Could the data underneath be repeated exactly, in full?
↓
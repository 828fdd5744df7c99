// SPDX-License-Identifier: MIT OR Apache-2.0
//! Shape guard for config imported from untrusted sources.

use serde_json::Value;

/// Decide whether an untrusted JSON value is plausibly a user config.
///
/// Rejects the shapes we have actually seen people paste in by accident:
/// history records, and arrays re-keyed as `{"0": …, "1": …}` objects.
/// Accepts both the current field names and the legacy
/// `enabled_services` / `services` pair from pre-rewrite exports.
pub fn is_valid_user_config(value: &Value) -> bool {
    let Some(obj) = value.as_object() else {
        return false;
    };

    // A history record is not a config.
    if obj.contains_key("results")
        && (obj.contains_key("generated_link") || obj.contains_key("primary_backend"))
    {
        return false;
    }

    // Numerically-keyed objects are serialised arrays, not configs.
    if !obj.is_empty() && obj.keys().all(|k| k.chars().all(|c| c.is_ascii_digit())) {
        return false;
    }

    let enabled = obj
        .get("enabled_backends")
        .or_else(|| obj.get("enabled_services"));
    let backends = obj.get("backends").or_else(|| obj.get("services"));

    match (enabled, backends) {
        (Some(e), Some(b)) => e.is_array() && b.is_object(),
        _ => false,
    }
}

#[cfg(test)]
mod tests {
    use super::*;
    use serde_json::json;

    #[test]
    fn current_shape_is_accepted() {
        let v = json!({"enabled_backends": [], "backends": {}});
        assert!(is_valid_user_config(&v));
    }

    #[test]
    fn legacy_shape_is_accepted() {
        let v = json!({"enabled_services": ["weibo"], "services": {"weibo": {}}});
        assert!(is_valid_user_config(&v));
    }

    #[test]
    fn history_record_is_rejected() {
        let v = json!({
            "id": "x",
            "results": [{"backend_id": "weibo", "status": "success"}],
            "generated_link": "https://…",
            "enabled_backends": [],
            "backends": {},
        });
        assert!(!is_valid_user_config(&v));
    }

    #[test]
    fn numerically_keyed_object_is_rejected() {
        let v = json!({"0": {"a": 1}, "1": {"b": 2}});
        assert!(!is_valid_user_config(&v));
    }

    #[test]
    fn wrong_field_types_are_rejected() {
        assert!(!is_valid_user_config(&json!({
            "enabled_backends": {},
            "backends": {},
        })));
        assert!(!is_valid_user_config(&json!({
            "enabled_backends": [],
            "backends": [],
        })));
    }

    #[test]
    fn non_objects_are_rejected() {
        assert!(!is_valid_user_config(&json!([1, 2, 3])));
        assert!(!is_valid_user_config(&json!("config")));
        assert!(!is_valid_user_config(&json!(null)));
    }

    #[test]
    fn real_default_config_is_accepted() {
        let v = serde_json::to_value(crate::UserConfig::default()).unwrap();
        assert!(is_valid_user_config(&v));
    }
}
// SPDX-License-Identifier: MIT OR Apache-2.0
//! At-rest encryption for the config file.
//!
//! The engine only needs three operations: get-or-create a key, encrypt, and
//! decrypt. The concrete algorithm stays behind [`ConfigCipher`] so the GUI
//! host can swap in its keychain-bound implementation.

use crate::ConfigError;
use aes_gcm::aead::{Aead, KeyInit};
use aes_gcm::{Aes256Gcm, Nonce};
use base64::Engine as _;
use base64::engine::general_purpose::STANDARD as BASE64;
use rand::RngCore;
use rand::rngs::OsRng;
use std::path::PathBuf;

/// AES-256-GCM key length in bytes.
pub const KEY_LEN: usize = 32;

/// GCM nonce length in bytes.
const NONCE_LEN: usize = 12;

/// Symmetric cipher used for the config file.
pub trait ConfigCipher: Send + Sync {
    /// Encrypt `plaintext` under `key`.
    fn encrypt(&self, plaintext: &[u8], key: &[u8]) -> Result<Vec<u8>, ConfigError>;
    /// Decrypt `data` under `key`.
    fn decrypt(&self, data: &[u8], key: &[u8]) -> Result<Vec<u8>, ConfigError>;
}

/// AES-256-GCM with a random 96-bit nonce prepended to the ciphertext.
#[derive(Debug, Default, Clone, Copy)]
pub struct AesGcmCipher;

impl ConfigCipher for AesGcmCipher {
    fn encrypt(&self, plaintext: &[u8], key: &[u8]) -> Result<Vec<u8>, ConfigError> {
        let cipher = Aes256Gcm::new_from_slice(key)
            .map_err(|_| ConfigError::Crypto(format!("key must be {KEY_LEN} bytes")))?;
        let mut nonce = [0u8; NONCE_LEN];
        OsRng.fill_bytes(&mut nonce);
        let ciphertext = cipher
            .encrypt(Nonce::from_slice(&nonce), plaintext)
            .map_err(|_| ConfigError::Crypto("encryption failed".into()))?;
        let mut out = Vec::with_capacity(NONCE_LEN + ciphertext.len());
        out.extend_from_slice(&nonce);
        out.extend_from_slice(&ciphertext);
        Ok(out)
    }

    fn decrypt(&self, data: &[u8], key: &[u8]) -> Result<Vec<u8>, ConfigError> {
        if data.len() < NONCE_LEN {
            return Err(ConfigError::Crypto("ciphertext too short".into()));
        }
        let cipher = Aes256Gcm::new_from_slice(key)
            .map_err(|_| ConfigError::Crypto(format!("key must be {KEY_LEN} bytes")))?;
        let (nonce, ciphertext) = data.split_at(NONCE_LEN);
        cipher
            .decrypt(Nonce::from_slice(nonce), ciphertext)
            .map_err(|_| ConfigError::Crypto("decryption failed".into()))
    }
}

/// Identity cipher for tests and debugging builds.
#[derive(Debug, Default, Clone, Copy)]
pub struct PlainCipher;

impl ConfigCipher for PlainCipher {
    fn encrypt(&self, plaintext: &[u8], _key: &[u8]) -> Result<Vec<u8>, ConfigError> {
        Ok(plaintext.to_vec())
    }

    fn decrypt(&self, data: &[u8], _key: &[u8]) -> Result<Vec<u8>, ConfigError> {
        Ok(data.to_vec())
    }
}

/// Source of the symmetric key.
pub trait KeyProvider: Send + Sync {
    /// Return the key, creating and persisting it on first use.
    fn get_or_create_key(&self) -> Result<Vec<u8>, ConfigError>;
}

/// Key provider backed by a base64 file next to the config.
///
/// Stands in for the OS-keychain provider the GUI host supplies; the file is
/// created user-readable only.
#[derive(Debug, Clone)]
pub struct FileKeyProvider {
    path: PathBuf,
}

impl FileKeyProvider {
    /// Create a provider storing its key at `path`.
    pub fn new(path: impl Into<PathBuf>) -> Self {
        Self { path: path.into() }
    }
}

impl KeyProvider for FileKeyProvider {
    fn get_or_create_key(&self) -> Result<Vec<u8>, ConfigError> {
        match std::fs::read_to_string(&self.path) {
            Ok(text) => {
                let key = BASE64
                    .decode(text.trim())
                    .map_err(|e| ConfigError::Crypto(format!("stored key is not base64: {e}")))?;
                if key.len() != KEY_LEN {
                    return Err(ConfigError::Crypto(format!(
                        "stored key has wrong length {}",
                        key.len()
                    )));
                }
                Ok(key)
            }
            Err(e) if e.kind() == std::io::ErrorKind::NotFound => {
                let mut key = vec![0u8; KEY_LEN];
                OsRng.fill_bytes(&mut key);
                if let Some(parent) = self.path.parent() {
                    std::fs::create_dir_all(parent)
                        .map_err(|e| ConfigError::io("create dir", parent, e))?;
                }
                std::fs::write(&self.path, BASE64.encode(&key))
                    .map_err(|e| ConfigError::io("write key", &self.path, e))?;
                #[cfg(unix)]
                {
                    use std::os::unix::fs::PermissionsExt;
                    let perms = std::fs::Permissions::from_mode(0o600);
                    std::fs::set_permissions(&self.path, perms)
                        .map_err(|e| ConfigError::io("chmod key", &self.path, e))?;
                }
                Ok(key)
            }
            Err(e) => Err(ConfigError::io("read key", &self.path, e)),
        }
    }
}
↑
Reply.
repository 828fdd5744df7c99
// SPDX-License-Identifier: MIT OR Apache-2.0
//! Shape guard for config imported from untrusted sources.

use serde_json::Value;

/// Decide whether an untrusted JSON value is plausibly a user config.
///
/// Rejects the shapes we have actually seen people paste in by accident:
/// history records, and arrays re-keyed as `{"0": …, "1": …}` objects.
/// Accepts both the current field names and the legacy
/// `enabled_services` / `services` pair from pre-rewrite exports.
pub fn is_valid_user_config(value: &Value) -> bool {
    let Some(obj) = value.as_object() else {
        return false;
    };

    // A history record is not a config.
    if obj.contains_key("results")
        && (obj.contains_key("generated_link") || obj.contains_key("primary_backend"))
    {
        return false;
    }

    // Numerically-keyed objects are serialised arrays, not configs.
    if !obj.is_empty() && obj.keys().all(|k| k.chars().all(|c| c.is_ascii_digit())) {
        return false;
    }

    let enabled = obj
        .get("enabled_backends")
        .or_else(|| obj.get("enabled_services"));
    let backends = obj.get("backends").or_else(|| obj.get("services"));

    match (enabled, backends) {
        (Some(e), Some(b)) => e.is_array() && b.is_object(),
        _ => false,
    }
}

#[cfg(test)]
mod tests {
    use super::*;
    use serde_json::json;

    #[test]
    fn current_shape_is_accepted() {
        let v = json!({"enabled_backends": [], "backends": {}});
        assert!(is_valid_user_config(&v));
    }

    #[test]
    fn legacy_shape_is_accepted() {
        let v = json!({"enabled_services": ["weibo"], "services": {"weibo": {}}});
        assert!(is_valid_user_config(&v));
    }

    #[test]
    fn history_record_is_rejected() {
        let v = json!({
            "id": "x",
            "results": [{"backend_id": "weibo", "status": "success"}],
            "generated_link": "https://…",
            "enabled_backends": [],
            "backends": {},
        });
        assert!(!is_valid_user_config(&v));
    }

    #[test]
    fn numerically_keyed_object_is_rejected() {
        let v = json!({"0": {"a": 1}, "1": {"b": 2}});
        assert!(!is_valid_user_config(&v));
    }

    #[test]
    fn wrong_field_types_are_rejected() {
        assert!(!is_valid_user_config(&json!({
            "enabled_backends": {},
            "backends": {},
        })));
        assert!(!is_valid_user_config(&json!({
            "enabled_backends": [],
            "backends": [],
        })));
    }

    #[test]
    fn non_objects_are_rejected() {
        assert!(!is_valid_user_config(&json!([1, 2, 3])));
        assert!(!is_valid_user_config(&json!("config")));
        assert!(!is_valid_user_config(&json!(null)));
    }

    #[test]
    fn real_default_config_is_accepted() {
        let v = serde_json::to_value(crate::UserConfig::default()).unwrap();
        assert!(is_valid_user_config(&v));
    }
}
// SPDX-License-Identifier: MIT OR Apache-2.0
//! At-rest encryption for the config file.
//!
//! The engine only needs three operations: get-or-create a key, encrypt, and
//! decrypt. The concrete algorithm stays behind [`ConfigCipher`] so the GUI
//! host can swap in its keychain-bound implementation.

use crate::ConfigError;
use aes_gcm::aead::{Aead, KeyInit};
use aes_gcm::{Aes256Gcm, Nonce};
use base64::Engine as _;
use base64::engine::general_purpose::STANDARD as BASE64;
use rand::RngCore;
use rand::rngs::OsRng;
use std::path::PathBuf;

/// AES-256-GCM key length in bytes.
pub const KEY_LEN: usize = 32;

/// GCM nonce length in bytes.
const NONCE_LEN: usize = 12;

/// Symmetric cipher used for the config file.
pub trait ConfigCipher: Send + Sync {
    /// Encrypt `plaintext` under `key`.
    fn encrypt(&self, plaintext: &[u8], key: &[u8]) -> Result<Vec<u8>, ConfigError>;
    /// Decrypt `data` under `key`.
    fn decrypt(&self, data: &[u8], key: &[u8]) -> Result<Vec<u8>, ConfigError>;
}

/// AES-256-GCM with a random 96-bit nonce prepended to the ciphertext.
#[derive(Debug, Default, Clone, Copy)]
pub struct AesGcmCipher;

impl ConfigCipher for AesGcmCipher {
    fn encrypt(&self, plaintext: &[u8], key: &[u8]) -> Result<Vec<u8>, ConfigError> {
        let cipher = Aes256Gcm::new_from_slice(key)
            .map_err(|_| ConfigError::Crypto(format!("key must be {KEY_LEN} bytes")))?;
        let mut nonce = [0u8; NONCE_LEN];
        OsRng.fill_bytes(&mut nonce);
        let ciphertext = cipher
            .encrypt(Nonce::from_slice(&nonce), plaintext)
            .map_err(|_| ConfigError::Crypto("encryption failed".into()))?;
        let mut out = Vec::with_capacity(NONCE_LEN + ciphertext.len());
        out.extend_from_slice(&nonce);
        out.extend_from_slice(&ciphertext);
        Ok(out)
    }

    fn decrypt(&self, data: &[u8], key: &[u8]) -> Result<Vec<u8>, ConfigError> {
        if data.len() < NONCE_LEN {
            return Err(ConfigError::Crypto("ciphertext too short".into()));
        }
        let cipher = Aes256Gcm::new_from_slice(key)
            .map_err(|_| ConfigError::Crypto(format!("key must be {KEY_LEN} bytes")))?;
        let (nonce, ciphertext) = data.split_at(NONCE_LEN);
        cipher
            .decrypt(Nonce::from_slice(nonce), ciphertext)
            .map_err(|_| ConfigError::Crypto("decryption failed".into()))
    }
}

/// Identity cipher for tests and debugging builds.
#[derive(Debug, Default, Clone, Copy)]
pub struct PlainCipher;

impl ConfigCipher for PlainCipher {
    fn encrypt(&self, plaintext: &[u8], _key: &[u8]) -> Result<Vec<u8>, ConfigError> {
        Ok(plaintext.to_vec())
    }

    fn decrypt(&self, data: &[u8], _key: &[u8]) -> Result<Vec<u8>, ConfigError> {
        Ok(data.to_vec())
    }
}

/// Source of the symmetric key.
pub trait KeyProvider: Send + Sync {
    /// Return the key, creating and persisting it on first use.
    fn get_or_create_key(&self) -> Result<Vec<u8>, ConfigError>;
}

/// Key provider backed by a base64 file next to the config.
///
/// Stands in for the OS-keychain provider the GUI host supplies; the file is
/// created user-readable only.
#[derive(Debug, Clone)]
pub struct FileKeyProvider {
    path: PathBuf,
}

impl FileKeyProvider {
    /// Create a provider storing its key at `path`.
    pub fn new(path: impl Into<PathBuf>) -> Self {
        Self { path: path.into() }
    }
}

impl KeyProvider for FileKeyProvider {
    fn get_or_create_key(&self) -> Result<Vec<u8>, ConfigError> {
        match std::fs::read_to_string(&self.path) {
            Ok(text) => {
                let key = BASE64
                    .decode(text.trim())
                    .map_err(|e| ConfigError::Crypto(format!("stored key is not base64: {e}")))?;
                if key.len() != KEY_LEN {
                    return Err(ConfigError::Crypto(format!(
                        "stored key has wrong length {}",
                        key.len()
                    )));
                }
                Ok(key)
            }
            Err(e) if e.kind() == std::io::ErrorKind::NotFound => {
                let mut key = vec![0u8; KEY_LEN];
                OsRng.fill_bytes(&mut key);
                if let Some(parent) = self.path.parent() {
                    std::fs::create_dir_all(parent)
                        .map_err(|e| ConfigError::io("create dir", parent, e))?;
                }
                std::fs::write(&self.path, BASE64.encode(&key))
                    .map_err(|e| ConfigError::io("write key", &self.path, e))?;
                #[cfg(unix)]
                {
                    use std::os::unix::fs::PermissionsExt;
                    let perms = std::fs::Permissions::from_mode(0o600);
                    std::fs::set_permissions(&self.path, perms)
                        .map_err(|e| ConfigError::io("chmod key", &self.path, e))?;
                }
                Ok(key)
            }
            Err(e) => Err(ConfigError::io("read key", &self.path, e)),
        }
    }
}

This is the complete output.